しかし、買った土地の多くは荒れ地同然で作物が育つ環境では無いため、税を徴収することができない。さらには魔物が多く出るため、治安維持軍として兵を出兵しなければその地に住む国民が反旗を翻しかねない。領地は広くなれど国庫を蝕む原因となっているのだ。それに加えて、お妃と王女は毎晩晩餐会を各々開催し、周りの貴族達のおべっかを本気にし、貴族が望むものを与え続けている。

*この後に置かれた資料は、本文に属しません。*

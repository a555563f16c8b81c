//! # Resmon
//!
//! Read-only HTTP API for reservoir water levels and forecasts.
//!
//! This crate fronts a store of per-reservoir observations and
//! model-generated forecasts with a small authenticated REST API. It
//! serves dashboards that chart historic levels against predicted
//! ones; it never ingests or mutates data.
//!
//! ## Features
//!
//! - **Catalogue**: enumerate tracked reservoirs and their metadata
//! - **Levels**: latest observed level for every reservoir
//! - **Series**: historic and forecast time series per reservoir,
//!   optionally anchored at a caller-supplied date
//! - **Aggregate forecasts**: one request fanning out to every
//!   reservoir, all-or-nothing
//! - **Shared-secret auth**: HTTP Basic credentials checked in
//!   constant time on every `/api` route
//!
//! ## Architecture
//!
//! - [`api`]: wire types shared by responses and the repository layer
//! - [`config`]: file- and environment-driven service configuration
//! - [`db`]: repository trait, the local store, and the service layer
//! - [`http`]: Axum router, handlers, auth, and error mapping

pub mod api;

pub mod config;

pub mod db;

pub mod http;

「もう、どうにもならんのか。城にあるものを売ればなんとかなるのではないか。そうだ、我が買った土地を売り返せばよいのではないか。」
「国王様、それは残念ながら無理でしょう。」
「なぜだ。理由を述べてみよ。」
「まず、なぜ隣国は土地を簡単に国王様に売ったのか考えてみてください。」
「隣国も財政難だからではないのか。」
「違います。国王様に売った土地は価値がない土地だからです。作物が育たなければ、鉱物が採れる訳でもない。いわば持つだけ財政に負担をかける土地だからです。」
「帝国の奴らはそれを我に大金を払わせて買わせたのか。」
「だから私は何度も忠告したでは御座いませんか。」
「では、どうしたらよいのだ・・・」
ルイージは頭を抱え考えるものの普段から政に関しては貴族やアドルフに任せっきりのため、万事解決するような案が思いつくはずもない。そこに、
「そんなの簡単ですわ、お父様。隣国からお金を奪い取ればよろしいのでは無くて?」
「アリス!聞いていたのか。」
ルイージが驚き玉座の間の扉をみると、そこからペネステーレ王国第一王女アリス・ウィン・アステリア・バルテール王女殿下が発案する。
「アリス王女殿下、ただでさえ財政が苦しい時に戦争を仕掛けるのは無謀で御座います。」
アリスは戦争に反対するアドルフを見るとにっこりと笑いながら、
「大丈夫よ。私に案があるの。」
「さすがはわが娘だ。早速聞かせておくれ。」
アリスの案に期待し、破顔する国王とは反面、アドルフは不安でままならぬ浮かない面持ちであった。